# My Mice



## visitor (Jan 8, 2011)

I can`t upload pics on here as it says files too big but my mice can be viewed on my website. www.bluestonecavies.com
I don`t have a pic of Barley yet. she is Honey`s sister, and is pale gold/straw coloured. unlike Honey she is not a satin.


----------



## The Boggit keeper (Mar 5, 2010)

Aww, sweet mice! I like your water bottle holder- good idea!


----------



## laoshu (Sep 16, 2009)

nice website and photo's of you piggys and mice 

If you want to put pics up on here another way you can always host them on photobucket and then link them to here which shows up as a photo.


----------



## visitor (Jan 8, 2011)

My `water bottle holder` is a cutlery drainer from Wilkinsons  cost around £2. it`s great as can find a hole to put spout thru even in the dark. it`s metal so can`t be nibbled. I filled it with sawdust in the cold spell to stop the water freezing and it worked..til the mice decided they liked digging the sawdust out!
Thanks Laoshu. I use photobucket on a guinea pig forum i am on. couldn`t see how to use that on here though.

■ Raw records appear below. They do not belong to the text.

//! Resumable depth-first search over a cover matrix
//!
//! The search runs as an explicit state machine instead of native
//! recursion, so a solution can be handed back mid-search and the next
//! call picks up exactly where the previous one stopped. The states
//! follow the classic branch-and-cover loop: enter a level, choose the
//! active primary item with the fewest covering options, cover it, try
//! each of its rows in table order, recurse, and undo on the way back.

use super::matrix::CoverMatrix;
use crate::model::OptionId;

/// Where the state machine resumes on the next step.
#[derive(Debug, Clone, Copy, PartialEq, Eq)]
enum State {
    /// Fresh engine; nothing covered yet.
    Init,
    /// Check for a complete cover, otherwise branch deeper.
    EnterLevel,
    /// Pick the next item to branch on.
    ChooseItem,
    /// Cover the chosen item and start on its first row.
    CoverItem,
    /// Commit the current row and descend, or give up on the item.
    TryOption,
    /// Undo the current row and advance to the item's next row.
    NextOption,
    /// Restore the chosen item after all its rows failed.
    UncoverItem,
    /// Pop one level; exhausted when none remain.
    LeaveLevel,
}

/// Backtracking search engine. Owns the cover matrix and the selection
/// stack for its whole lifetime; repeated [`Self::next_solution`] calls
/// enumerate solutions one at a time.
#[derive(Debug)]
pub struct SearchEngine {
    matrix: CoverMatrix,
    /// Selected row node per level of the current partial solution.
    x: Vec<usize>,
    level: usize,
    /// Item slot currently branched on.
    item: usize,
    state: State,
    steps: u64,
}

impl SearchEngine {
    pub fn new(matrix: CoverMatrix) -> Self {
        let x = vec![0; matrix.option_count + 1];
        Self {
            matrix,
            x,
            level: 0,
            item: 0,
            state: State::Init,
            steps: 0,
        }
    }

    /// Advance the search to the next complete cover. Returns `true` with
    /// the selection available through [`Self::selection`], or `false`
    /// once every branch is explored. Further calls after exhaustion keep
    /// returning `false` without touching any state.
    pub fn next_solution(&mut self) -> bool {
        loop {
            self.steps += 1;
            match self.state {
                State::Init => {
                    self.level = 0;
                    self.state = State::EnterLevel;
                }
                State::EnterLevel => {
                    if self.matrix.rlink[0] == 0 {
                        // Every primary item is covered.
                        self.state = State::LeaveLevel;
                        return true;
                    }
                    self.state = State::ChooseItem;
                }
                State::ChooseItem => {
                    self.item = self.matrix.choose_mrv();
                    self.state = State::CoverItem;
                }
                State::CoverItem => {
                    self.matrix.cover(self.item);
                    self.x[self.level] = self.matrix.dlink[self.item];
                    self.state = State::TryOption;
                }
                State::TryOption => {
                    let row = self.x[self.level];
                    if row == self.item {
                        // Back at the header: no row left to try.
                        self.state = State::UncoverItem;
                    } else {
                        let mut p = row + 1;
                        while p != row {
                            let j = self.matrix.top[p];
                            if j <= 0 {
                                p = self.matrix.ulink[p];
                            } else {
                                self.matrix.commit(p, j as usize);
                                p += 1;
                            }
                        }
                        self.level += 1;
                        self.state = State::EnterLevel;
                    }
                }
                State::NextOption => {
                    let row = self.x[self.level];
                    let mut p = row - 1;
                    while p != row {
                        let j = self.matrix.top[p];
                        if j <= 0 {
                            p = self.matrix.dlink[p];
                        } else {
                            self.matrix.uncommit(p, j as usize);
                            p -= 1;
                        }
                    }
                    self.item = self.matrix.top[row] as usize;
                    self.x[self.level] = self.matrix.dlink[row];
                    self.state = State::TryOption;
                }
                State::UncoverItem => {
                    self.matrix.uncover(self.item);
                    self.state = State::LeaveLevel;
                }
                State::LeaveLevel => {
                    if self.level == 0 {
                        return false;
                    }
                    self.level -= 1;
                    self.state = State::NextOption;
                }
            }
        }
    }

    /// Row nodes of the most recent solution, in selection order.
    pub fn selection(&self) -> &[usize] {
        &self.x[..self.level]
    }

    /// Options of the most recent solution, in selection order.
    pub fn selected_options(&self) -> Vec<OptionId> {
        self.selection()
            .iter()
            .map(|&node| self.matrix.option_of_node(node))
            .collect()
    }

    pub fn matrix(&self) -> &CoverMatrix {
        &self.matrix
    }

    /// State transitions taken so far, a rough measure of search effort.
    pub fn step_count(&self) -> u64 {
        self.steps
    }
}

#[cfg(test)]
mod tests {
    use super::*;
    use crate::model::{ItemRegistry, OptionEntry, OptionTable};

    fn engine_for(registry: &ItemRegistry, table: &OptionTable) -> SearchEngine {
        SearchEngine::new(CoverMatrix::build(registry, table))
    }

    fn entry(item: usize, color: Option<u32>) -> OptionEntry {
        OptionEntry { item, color }
    }

    #[test]
    fn test_two_solutions_then_exhaustion() {
        let mut registry = ItemRegistry::new();
        let a = registry.declare_primary("a").unwrap();
        let b = registry.declare_primary("b").unwrap();
        let mut table = OptionTable::new();
        table
            .add("ab", vec![entry(a, None), entry(b, None)], &registry)
            .unwrap();
        table.add("a", vec![entry(a, None)], &registry).unwrap();
        table.add("b", vec![entry(b, None)], &registry).unwrap();
        let mut engine = engine_for(&registry, &table);

        assert!(engine.next_solution());
        let first = engine.selected_options();
        assert!(engine.next_solution());
        let second = engine.selected_options();
        assert!(!engine.next_solution());

        // Option order is the tie-break, so [a b] comes first.
        assert_eq!(first, vec![0]);
        let mut second_sorted = second;
        second_sorted.sort_unstable();
        assert_eq!(second_sorted, vec![1, 2]);
    }

    #[test]
    fn test_exhaustion_is_idempotent() {
        let mut registry = ItemRegistry::new();
        let a = registry.declare_primary("a").unwrap();
        let mut table = OptionTable::new();
        table.add("a", vec![entry(a, None)], &registry).unwrap();
        let mut engine = engine_for(&registry, &table);

        assert!(engine.next_solution());
        assert!(!engine.next_solution());
        assert!(!engine.next_solution());
        assert!(!engine.next_solution());
    }

    #[test]
    fn test_uncovered_primary_yields_nothing() {
        let mut registry = ItemRegistry::new();
        let a = registry.declare_primary("a").unwrap();
        registry.declare_primary("never-covered").unwrap();
        let mut table = OptionTable::new();
        table.add("a", vec![entry(a, None)], &registry).unwrap();
        let mut engine = engine_for(&registry, &table);

        assert!(!engine.next_solution());
    }

    #[test]
    fn test_empty_problem_has_the_empty_solution() {
        let registry = ItemRegistry::new();
        let table = OptionTable::new();
        let mut engine = engine_for(&registry, &table);

        assert!(engine.next_solution());
        assert!(engine.selection().is_empty());
        assert!(!engine.next_solution());
    }

    #[test]
    fn test_color_conflict_never_selected_together() {
        let mut registry = ItemRegistry::new();
        let p = registry.declare_primary("p").unwrap();
        let q = registry.declare_primary("q").unwrap();
        let s = registry.declare_secondary("s", 0).unwrap();
        let mut table = OptionTable::new();
        table
            .add("p-red", vec![entry(p, None), entry(s, Some(1))], &registry)
            .unwrap();
        table
            .add("q-red", vec![entry(q, None), entry(s, Some(1))], &registry)
            .unwrap();
        table
            .add("q-blue", vec![entry(q, None), entry(s, Some(2))], &registry)
            .unwrap();
        let mut engine = engine_for(&registry, &table);

        // Only the agreeing pair survives.
        assert!(engine.next_solution());
        let mut options = engine.selected_options();
        options.sort_unstable();
        assert_eq!(options, vec![0, 1]);
        assert!(!engine.next_solution());
    }

    #[test]
    fn test_uncolored_coverage_is_exclusive() {
        let mut registry = ItemRegistry::new();
        let p = registry.declare_primary("p").unwrap();
        let q = registry.declare_primary("q").unwrap();
        let s = registry.declare_secondary("s", 0).unwrap();
        let mut table = OptionTable::new();
        // Both options take s without a color: they cover it outright and
        // can never appear together.
        table
            .add("p-s", vec![entry(p, None), entry(s, None)], &registry)
            .unwrap();
        table
            .add("q-s", vec![entry(q, None), entry(s, None)], &registry)
            .unwrap();
        let mut engine = engine_for(&registry, &table);

        assert!(!engine.next_solution());
    }

    #[test]
    fn test_secondary_item_may_stay_uncovered() {
        let mut registry = ItemRegistry::new();
        let p = registry.declare_primary("p").unwrap();
        registry.declare_secondary("s", 0).unwrap();
        let mut table = OptionTable::new();
        table.add("p", vec![entry(p, None)], &registry).unwrap();
        let mut engine = engine_for(&registry, &table);

        assert!(engine.next_solution());
        assert_eq!(engine.selected_options(), vec![0]);
        assert!(!engine.next_solution());
    }
}
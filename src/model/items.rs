//! Item registry: named items with dense handles

use crate::error::XccError;
use serde::{Deserialize, Serialize};
use std::collections::HashMap;

/// Dense handle for a registered item.
pub type ItemId = usize;

/// Whether an item must be covered exactly once or may stay uncovered.
#[derive(Debug, Clone, Copy, PartialEq, Eq, Serialize, Deserialize)]
#[serde(rename_all = "snake_case")]
pub enum ItemKind {
    /// Must be covered by exactly one selected option.
    Primary,
    /// May be covered; all covering options must agree on its color.
    Secondary,
}

/// A registered item. Kind and color domain are fixed at registration.
#[derive(Debug, Clone, Serialize, Deserialize)]
pub struct Item {
    pub name: String,
    pub kind: ItemKind,
    /// For secondary items: number of valid colors (1..=domain).
    /// Zero means colors are only compared for equality, never range-checked.
    pub color_domain: u32,
}

impl Item {
    pub fn is_primary(&self) -> bool {
        self.kind == ItemKind::Primary
    }

    pub fn is_secondary(&self) -> bool {
        self.kind == ItemKind::Secondary
    }
}

/// Maps item names to dense handles and stores their metadata.
///
/// Items are append-only. Primary and secondary items may be declared in any
/// order; the cover matrix separates them when it is built.
#[derive(Debug, Default, Clone)]
pub struct ItemRegistry {
    items: Vec<Item>,
    by_name: HashMap<String, ItemId>,
}

impl ItemRegistry {
    pub fn new() -> Self {
        Self::default()
    }

    /// Register a primary item. Fails if the name is taken.
    pub fn declare_primary(&mut self, name: &str) -> Result<ItemId, XccError> {
        self.declare(name, ItemKind::Primary, 0)
    }

    /// Register a secondary item with an optional color domain size.
    pub fn declare_secondary(&mut self, name: &str, color_domain: u32) -> Result<ItemId, XccError> {
        self.declare(name, ItemKind::Secondary, color_domain)
    }

    fn declare(&mut self, name: &str, kind: ItemKind, color_domain: u32) -> Result<ItemId, XccError> {
        if self.by_name.contains_key(name) {
            return Err(XccError::DuplicateItem(name.to_string()));
        }
        let id = self.items.len();
        self.items.push(Item {
            name: name.to_string(),
            kind,
            color_domain,
        });
        self.by_name.insert(name.to_string(), id);
        Ok(id)
    }

    /// Look up a handle by name.
    pub fn lookup(&self, name: &str) -> Option<ItemId> {
        self.by_name.get(name).copied()
    }

    pub fn get(&self, id: ItemId) -> &Item {
        &self.items[id]
    }

    /// Fallible lookup by handle, for handles of unknown provenance.
    pub fn try_get(&self, id: ItemId) -> Option<&Item> {
        self.items.get(id)
    }

    /// Drop every item registered after the registry had `len` entries.
    /// Used to undo implicit registration done on behalf of an option that
    /// was then rejected.
    pub(crate) fn truncate(&mut self, len: usize) {
        for item in self.items.drain(len..) {
            self.by_name.remove(&item.name);
        }
    }

    pub fn name(&self, id: ItemId) -> &str {
        &self.items[id].name
    }

    pub fn len(&self) -> usize {
        self.items.len()
    }

    pub fn is_empty(&self) -> bool {
        self.items.is_empty()
    }

    pub fn primary_count(&self) -> usize {
        self.items.iter().filter(|i| i.is_primary()).count()
    }

    pub fn secondary_count(&self) -> usize {
        self.items.iter().filter(|i| i.is_secondary()).count()
    }

    /// Iterate items in registration order.
    pub fn iter(&self) -> impl Iterator<Item = (ItemId, &Item)> {
        self.items.iter().enumerate()
    }

    /// Handles of all primary items, in registration order.
    pub fn primary_ids(&self) -> Vec<ItemId> {
        self.iter()
            .filter(|(_, item)| item.is_primary())
            .map(|(id, _)| id)
            .collect()
    }

    /// Handles of all secondary items, in registration order.
    pub fn secondary_ids(&self) -> Vec<ItemId> {
        self.iter()
            .filter(|(_, item)| item.is_secondary())
            .map(|(id, _)| id)
            .collect()
    }
}

#[cfg(test)]
mod tests {
    use super::*;

    #[test]
    fn test_declare_and_lookup() {
        let mut registry = ItemRegistry::new();
        let a = registry.declare_primary("a").unwrap();
        let s = registry.declare_secondary("s", 3).unwrap();

        assert_eq!(registry.lookup("a"), Some(a));
        assert_eq!(registry.lookup("s"), Some(s));
        assert_eq!(registry.lookup("missing"), None);
        assert_eq!(registry.get(a).kind, ItemKind::Primary);
        assert_eq!(registry.get(s).kind, ItemKind::Secondary);
        assert_eq!(registry.get(s).color_domain, 3);
    }

    #[test]
    fn test_duplicate_name_rejected() {
        let mut registry = ItemRegistry::new();
        registry.declare_primary("a").unwrap();

        let err = registry.declare_primary("a").unwrap_err();
        assert_eq!(err, XccError::DuplicateItem("a".to_string()));

        // Kind does not matter for duplicate detection.
        let err = registry.declare_secondary("a", 0).unwrap_err();
        assert_eq!(err, XccError::DuplicateItem("a".to_string()));
    }

    #[test]
    fn test_try_get_and_truncate() {
        let mut registry = ItemRegistry::new();
        registry.declare_primary("a").unwrap();
        registry.declare_primary("b").unwrap();

        assert!(registry.try_get(1).is_some());
        assert!(registry.try_get(2).is_none());

        registry.truncate(1);
        assert_eq!(registry.len(), 1);
        assert_eq!(registry.lookup("b"), None);
        assert_eq!(registry.declare_primary("b").unwrap(), 1);
    }

    #[test]
    fn test_counts_and_orders() {
        let mut registry = ItemRegistry::new();
        registry.declare_primary("a").unwrap();
        registry.declare_secondary("s", 0).unwrap();
        registry.declare_primary("b").unwrap();

        assert_eq!(registry.len(), 3);
        assert_eq!(registry.primary_count(), 2);
        assert_eq!(registry.secondary_count(), 1);
        assert_eq!(registry.primary_ids(), vec![0, 2]);
        assert_eq!(registry.secondary_ids(), vec![1]);
    }
}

I shall have to look again!


----------



## visitor (Jan 8, 2011)

Sorted!


----------



## visitor (Jan 8, 2011)

You can click on the pic above and scroll thru to see my other mice, and my guinea pigs. The cute DEW mouse on the left, and the baby fuzzy are no longer with me as they turned out to be males. swapping them for some satin does. just waiting for the litter to be born


----------



## zany_toon (Apr 3, 2010)

Beautiful looking mice


----------



## visitor (Jan 8, 2011)

Thanks zany_toon. I love to sit and watch them. they all decided the shavings and hemp needed digging up yesterday,and proceeded to make tunnels everywhere! never seen mice do that before,though obviously my gerbils always used to do it


----------



## evansrabbitranch (Jan 2, 2011)

How did you put in the upper levels? Or did you buy it that way?


----------



## visitor (Jan 8, 2011)

I bought the tank ( critters choice) with 3 levels. the bottom level was too low down and the mice used to hide beneath it where i couldn`t get them, so i cut through the seal with a craft knife and removed the bottom shelf


----------